The first step was to get some history on this event from past years and then use all the good ideas and discard the junk! In my reading, I found the dance was generally held at the Muehlbach Hotel, usually in early fall, and that it was a duty to honor an “aviation man of the year.” I looked at the list of former honorees, and found that the Ball had honored a couple of newspaper people, a trucking executive, a former mayor and various other people that I had difficulty finding any relationship to the airline industry…let alone Kansas City aviation.
I checked around the area for some folks I knew liked to party. I asked Bill, Jackie and Fran if they would like to join me in this rather meager endeavor of setting up the Airline Ball. This one would either be the best one or the last Airline Ball. All three said yes….no big deal!!! I launched into my overview of what the Ball had been, and mentioned that “rather than honoring some politician, we really needed to honor someone who had done something for aviation……someone like…. Neil Armstrong.”
Let me say here that this was a flippant remark, made only because Mr. Armstrong had just recently landed on the moon and changed aviation forever. But my cohorts did not see it as a “flippant remark”, but rather as a brilliant idea. Sure, easy for them to say! I noted that I was really only kidding, because I had recently read that Mr. Armstrong was receiving over 200 invitations PER DAY to appear at various functions.
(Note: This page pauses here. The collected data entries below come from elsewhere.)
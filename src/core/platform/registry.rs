use crate::core::error::{LauncherError, LauncherResult};

use super::RegistryReader;

/// Local-machine registry, always opened through the 64-bit view so a
/// 32-bit launcher still sees 64-bit runtime installs.
#[derive(Debug, Clone, Copy, Default)]
pub struct SystemRegistry;

#[cfg(windows)]
mod imp {
    use winreg::enums::{HKEY_LOCAL_MACHINE, KEY_READ, KEY_WOW64_64KEY};
    use winreg::RegKey;

    use super::*;

    fn open(key: &str) -> LauncherResult<RegKey> {
        RegKey::predef(HKEY_LOCAL_MACHINE)
            .open_subkey_with_flags(key, KEY_READ | KEY_WOW64_64KEY)
            .map_err(|source| LauncherError::Registry {
                key: key.to_string(),
                source,
            })
    }

    impl RegistryReader for SystemRegistry {
        fn subkeys(&self, key: &str) -> LauncherResult<Vec<LauncherResult<String>>> {
            let handle = open(key)?;
            Ok(handle
                .enum_keys()
                .map(|name| {
                    name.map_err(|source| LauncherError::Registry {
                        key: key.to_string(),
                        source,
                    })
                })
                .collect())
        }

        fn string_value(&self, key: &str, name: &str) -> LauncherResult<String> {
            open(key)?
                .get_value::<String, _>(name)
                .map_err(|source| LauncherError::Registry {
                    key: format!("{key}\\{name}"),
                    source,
                })
        }
    }
}

#[cfg(not(windows))]
mod imp {
    use super::*;

    fn unsupported(key: &str) -> LauncherError {
        LauncherError::Registry {
            key: key.to_string(),
            source: std::io::Error::new(
                std::io::ErrorKind::Unsupported,
                "no registry on this platform",
            ),
        }
    }

    impl RegistryReader for SystemRegistry {
        fn subkeys(&self, key: &str) -> LauncherResult<Vec<LauncherResult<String>>> {
            Err(unsupported(key))
        }

        fn string_value(&self, key: &str, _name: &str) -> LauncherResult<String> {
            Err(unsupported(key))
        }
    }
}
The members of the committee said it couldn’t hurt to ask since there were some ties between NASA and TWA.
The meeting broke up with me promising to look into the possibilities. We had about ten months, so we could go to a backup honoree if necessary. I first went to the VP of Kansas City Operations, and told him of my frivolous plan. Well, he liked it too, and said he would call his counterpart down at Cape Kennedy and see if he had any favors he could call in from the NASA people. A week or so later, the VP got a call and said it would be easier to get the President to come to Kansas City!!! Armstrong was being totally insulated by NASA. At this point in time, he was probably the most famous, most sought after person in the world!
By this time, I was looking at this as a challenge of a lifetime. I had always been able to write a pretty good letter, so why don’t I try the direct approach? I crafted a letter that basically said that after much consideration, the Kansas City Airlines Association (a name I made up for the letter) had named Mr. Armstrong Aviation Man of the Decade! Now, how could anyone turn down that title????
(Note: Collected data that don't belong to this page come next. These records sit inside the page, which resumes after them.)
use std::path::{Path, PathBuf};
use std::time::Duration;

use serde::{Deserialize, Serialize};
use tracing::debug;

use crate::core::error::{LauncherError, LauncherResult};
use crate::core::java::discovery::SourceKind;
use crate::core::java::version::{Thresholds, Version};
use crate::core::platform::EnvironmentReader;
use crate::core::platform::system::{platform_arch, platform_os};

pub const CONFIG_FILE_NAME: &str = "bootstrap.json";

const DEFAULT_JVM_OPTIONS: &str = "-XX:MinHeapFreeRatio=5 -XX:MaxHeapFreeRatio=15";
const DEFAULT_DOWNLOAD_HOST: &str = "api.adoptium.net";
const DEFAULT_FEATURE_VERSION: u32 = 17;
const DEFAULT_VERIFY_TIMEOUT_SECS: u64 = 5;

/// Name of the archiver that selects the in-process zip extractor.
pub const BUILTIN_ZIP_ARCHIVER: &str = "builtin-zip";

/// Launcher settings: defaults, optionally overridden by `bootstrap.json`
/// next to the executable, then by environment variables.
#[derive(Debug, Clone, Serialize, Deserialize)]
#[serde(default)]
pub struct BootstrapConfig {
    pub java_home_override_var: String,
    pub java_home_var: String,
    pub jvm_options_var: String,
    pub debug_var: String,
    pub default_jvm_options: String,
    pub usable_version: String,
    pub best_version: String,
    pub discovery_sources: Vec<SourceKind>,
    pub registry_keys: Vec<String>,
    pub program_files: Vec<ProgramFilesRoot>,
    pub vendor_dirs: Vec<String>,
    pub download: DownloadConfig,
    pub archiver: ArchiverConfig,
    pub verify_timeout_secs: u64,
    pub help_url: Option<String>,
}

/// An environment variable naming a Program Files root, with the
/// location assumed when it is unset.
#[derive(Debug, Clone, PartialEq, Eq, Serialize, Deserialize)]
pub struct ProgramFilesRoot {
    pub var: String,
    pub default: Option<String>,
}

#[derive(Debug, Clone, Serialize, Deserialize)]
#[serde(default)]
pub struct DownloadConfig {
    pub host: String,
    /// Explicit request path; derived from `feature_version` when unset.
    pub path: Option<String>,
    pub feature_version: u32,
    pub sha256: Option<String>,
}

#[derive(Debug, Clone, Serialize, Deserialize)]
#[serde(default)]
pub struct ArchiverConfig {
    pub program: String,
    /// Arguments; `{archive}` is replaced with the downloaded file.
    pub args: Vec<String>,
}

impl Default for BootstrapConfig {
    fn default() -> Self {
        Self {
            java_home_override_var: "INTERFACE_JAVA_HOME".to_string(),
            java_home_var: "JAVA_HOME".to_string(),
            jvm_options_var: "INTERFACE_JAVA_OPTS".to_string(),
            debug_var: "INTERFACE_LAUNCHER_DEBUG".to_string(),
            default_jvm_options: DEFAULT_JVM_OPTIONS.to_string(),
            usable_version: "1.8".to_string(),
            best_version: "11".to_string(),
            discovery_sources: SourceKind::DEFAULT_ORDER.to_vec(),
            registry_keys: [
                "SOFTWARE\\JavaSoft\\JDK",
                "SOFTWARE\\JavaSoft\\JRE",
                "SOFTWARE\\JavaSoft\\Java Development Kit",
                "SOFTWARE\\JavaSoft\\Java Runtime Environment",
            ]
            .iter()
            .map(ToString::to_string)
            .collect(),
            program_files: vec![
                ProgramFilesRoot {
                    var: "ProgramFiles".to_string(),
                    default: Some("C:\\Program Files".to_string()),
                },
                ProgramFilesRoot {
                    var: "ProgramFiles(x86)".to_string(),
                    default: Some("C:\\Program Files (x86)".to_string()),
                },
                ProgramFilesRoot {
                    var: "ProgramW6432".to_string(),
                    default: None,
                },
            ],
            vendor_dirs: [
                "Java",
                "BellSoft",
                "AdoptOpenJDK",
                "Zulu",
                "Microsoft",
                "Eclipse Foundation",
                "Eclipse Adoptium",
                "Semeru",
            ]
            .iter()
            .map(ToString::to_string)
            .collect(),
            download: DownloadConfig::default(),
            archiver: ArchiverConfig::default(),
            verify_timeout_secs: DEFAULT_VERIFY_TIMEOUT_SECS,
            help_url: None,
        }
    }
}

impl Default for DownloadConfig {
    fn default() -> Self {
        Self {
            host: DEFAULT_DOWNLOAD_HOST.to_string(),
            path: None,
            feature_version: DEFAULT_FEATURE_VERSION,
            sha256: None,
        }
    }
}

impl Default for ArchiverConfig {
    fn default() -> Self {
        Self {
            program: "tar".to_string(),
            args: vec!["-xf".to_string(), "{archive}".to_string()],
        }
    }
}

impl DownloadConfig {
    /// Request path for the current OS and architecture.
    pub fn request_path(&self) -> String {
        match &self.path {
            Some(path) => path.clone(),
            None => format!(
                "/v3/binary/latest/{}/ga/{}/{}/jre/hotspot/normal/eclipse",
                self.feature_version,
                platform_os(),
                platform_arch()
            ),
        }
    }
}

impl BootstrapConfig {
    /// Reads `bootstrap.json` from `dir`. A missing file yields defaults;
    /// an unreadable or malformed one is an error.
    pub fn from_dir(dir: &Path) -> LauncherResult<Self> {
        let path = dir.join(CONFIG_FILE_NAME);
        if !path.exists() {
            return Ok(Self::default());
        }

        let raw = std::fs::read_to_string(&path).map_err(|source| LauncherError::Io {
            path: path.clone(),
            source,
        })?;
        let config = serde_json::from_str::<Self>(&raw).map_err(|err| LauncherError::Config {
            path: path.clone(),
            message: err.to_string(),
        })?;
        debug!("Loaded configuration from {:?}", path);
        Ok(config)
    }

    /// Like [`Self::from_dir`], falling back to defaults on any error. The
    /// error is handed back so it can be logged once logging is up.
    pub fn load(dir: &Path) -> (Self, Option<LauncherError>) {
        match Self::from_dir(dir) {
            Ok(config) => (config, None),
            Err(err) => (Self::default(), Some(err)),
        }
    }

    pub fn thresholds(&self) -> Thresholds {
        let defaults = Thresholds::default();
        let usable = Version::parse(&self.usable_version);
        let best = Version::parse(&self.best_version);
        Thresholds {
            usable: if usable.is_zero() { defaults.usable } else { usable },
            best: if best.is_zero() { defaults.best } else { best },
        }
    }

    /// JVM options: the override variable wins over the configured default.
    pub fn jvm_options(&self, env: &dyn EnvironmentReader) -> String {
        env.var(&self.jvm_options_var)
            .unwrap_or_else(|| self.default_jvm_options.clone())
    }

    pub fn debug_enabled(&self, env: &dyn EnvironmentReader) -> bool {
        env.var(&self.debug_var)
            .map(|value| {
                let value = value.trim().to_ascii_lowercase();
                !matches!(value.as_str(), "0" | "false" | "no" | "off")
            })
            .unwrap_or(false)
    }

    /// Existing Program Files roots, deduplicated, in configured order.
    pub fn program_files_roots(&self, env: &dyn EnvironmentReader) -> Vec<PathBuf> {
        let mut roots: Vec<PathBuf> = Vec::new();
        for root in &self.program_files {
            let Some(value) = env.var(&root.var).or_else(|| root.default.clone()) else {
                continue;
            };
            let path = PathBuf::from(value.trim());
            if !roots
                .iter()
                .any(|known| known.as_os_str().eq_ignore_ascii_case(path.as_os_str()))
            {
                roots.push(path);
            }
        }
        roots
    }

    pub fn verify_timeout(&self) -> Duration {
        Duration::from_secs(self.verify_timeout_secs)
    }
}

#[cfg(test)]
mod tests {
    use std::collections::HashMap;

    use super::*;

    struct MapEnv(HashMap<String, String>);

    impl EnvironmentReader for MapEnv {
        fn var(&self, name: &str) -> Option<String> {
            self.0.get(name).cloned()
        }
    }

    fn env(pairs: &[(&str, &str)]) -> MapEnv {
        MapEnv(
            pairs
                .iter()
                .map(|(k, v)| (k.to_string(), v.to_string()))
                .collect(),
        )
    }

    #[test]
    fn defaults_use_java_8_and_11_thresholds() {
        let thresholds = BootstrapConfig::default().thresholds();
        assert_eq!(thresholds, Thresholds::default());
    }

    #[test]
    fn missing_file_gives_defaults() {
        let dir = tempfile::tempdir().expect("tempdir");
        let config = BootstrapConfig::from_dir(dir.path()).expect("config");
        assert_eq!(config.java_home_var, "JAVA_HOME");
        assert_eq!(config.discovery_sources, SourceKind::DEFAULT_ORDER.to_vec());
    }

    #[test]
    fn partial_file_keeps_other_defaults() {
        let dir = tempfile::tempdir().expect("tempdir");
        std::fs::write(
            dir.path().join(CONFIG_FILE_NAME),
            r#"{ "best_version": "17", "download": { "feature_version": 21 } }"#,
        )
        .expect("write");

        let config = BootstrapConfig::from_dir(dir.path()).expect("config");
        assert_eq!(config.thresholds().best, Version::new(17, 0, 0, 0));
        assert_eq!(config.download.host, "api.adoptium.net");
        assert!(config.download.request_path().starts_with("/v3/binary/latest/21/ga/"));
        assert_eq!(config.archiver.program, "tar");
    }

    #[test]
    fn malformed_file_is_reported_and_ignored_by_loader() {
        let dir = tempfile::tempdir().expect("tempdir");
        std::fs::write(dir.path().join(CONFIG_FILE_NAME), "{ not json").expect("write");

        assert!(matches!(
            BootstrapConfig::from_dir(dir.path()),
            Err(LauncherError::Config { .. })
        ));
        let (config, err) = BootstrapConfig::load(dir.path());
        assert!(matches!(err, Some(LauncherError::Config { .. })));
        assert_eq!(config.verify_timeout(), Duration::from_secs(5));
        assert_eq!(config.java_home_var, "JAVA_HOME");

        std::fs::remove_file(dir.path().join(CONFIG_FILE_NAME)).expect("remove");
        let (_, err) = BootstrapConfig::load(dir.path());
        assert!(err.is_none());
    }

    #[test]
    fn jvm_options_override_wins() {
        let config = BootstrapConfig::default();
        assert_eq!(config.jvm_options(&env(&[])), DEFAULT_JVM_OPTIONS);
        assert_eq!(
            config.jvm_options(&env(&[("INTERFACE_JAVA_OPTS", "-Xmx1G")])),
            "-Xmx1G"
        );
    }

    #[test]
    fn debug_switch_accepts_truthy_values() {
        let config = BootstrapConfig::default();
        assert!(!config.debug_enabled(&env(&[])));
        assert!(config.debug_enabled(&env(&[("INTERFACE_LAUNCHER_DEBUG", "1")])));
        assert!(!config.debug_enabled(&env(&[("INTERFACE_LAUNCHER_DEBUG", "off")])));
    }

    #[test]
    fn program_files_roots_are_deduplicated() {
        let config = BootstrapConfig::default();
        let roots = config.program_files_roots(&env(&[
            ("ProgramFiles", "C:\\Program Files"),
            ("ProgramW6432", "c:\\program files"),
        ]));
        assert_eq!(
            roots,
            vec![
                PathBuf::from("C:\\Program Files"),
                PathBuf::from("C:\\Program Files (x86)"),
            ]
        );
    }
}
I figured only one person had told me no…. and then I had another thought. Members of Congress have enormous power and influence, and I had a college classmate who was a member of Congress from Illinois. So I called him and told him what I had in mind. After several Hmmm, Hmmmm, Hmmmms, he said that he would do whatever he could do. I promised him that he could attend the Ball as my guest….(big deal, but worth a try! After all, I did work for an airline.)
The committee got together again in April and we decided to have the Ball in mid-October, which gave us six months to pull this thing off. Sub-committees were set up. A committee to contract a hotel ballroom, one to sell tickets, a committee to get printing and mailings done, someone needs to sign up a band, a group to select a queen for the Ball….every Ball has a Queen!! That should do it….I thought. Was I ever wrong!!
The very next day I received a letter from NASA, confirming what I had already heard…that Mr. Armstrong receives over 200 invitations each day to appear somewhere, and that no way in my lifetime would Neil Armstrong appear in Kansas City. It took them four single spaced paragraphs to say this….but that was the message.
I talked to the VP at TWA to give him the bad news. He felt we should go ahead with the premise and honor Mr. Armstrong in absentia. Sort of like kissing your sister... but I still hadn’t heard from my congressman friend from Illinois. We still had some time.
Then a strange thing happened. I was reading the Sunday edition of the Kansas City Star, and saw a story about an apartment complex grand opening that day. The ribbon cutting honor would be given to Congressman Larry Winn of Kansas, who was a Chairman of the House NASA Appropriations Committee. Was this Devine Intervention or what? It didn’t take me long to realize this guy held the purse strings for NASA!!!!! Needless to say, I headed to Kansas for the ribbon cutting ceremonies!
As I walked around the apartment complex area, I felt like an animal stalking its prey. When I saw Congressman Winn was available, I struck! After some small talk, I told him what we wanted to do, and how we had met nothing but stone walls so far. He looked at me for some time, wondering if I had just escaped the looney bin, then said, “Did you say this Ball was going to be held in mid-October?” Yes, I said.
“That is just 3 weeks before the General Election.” I again agreed.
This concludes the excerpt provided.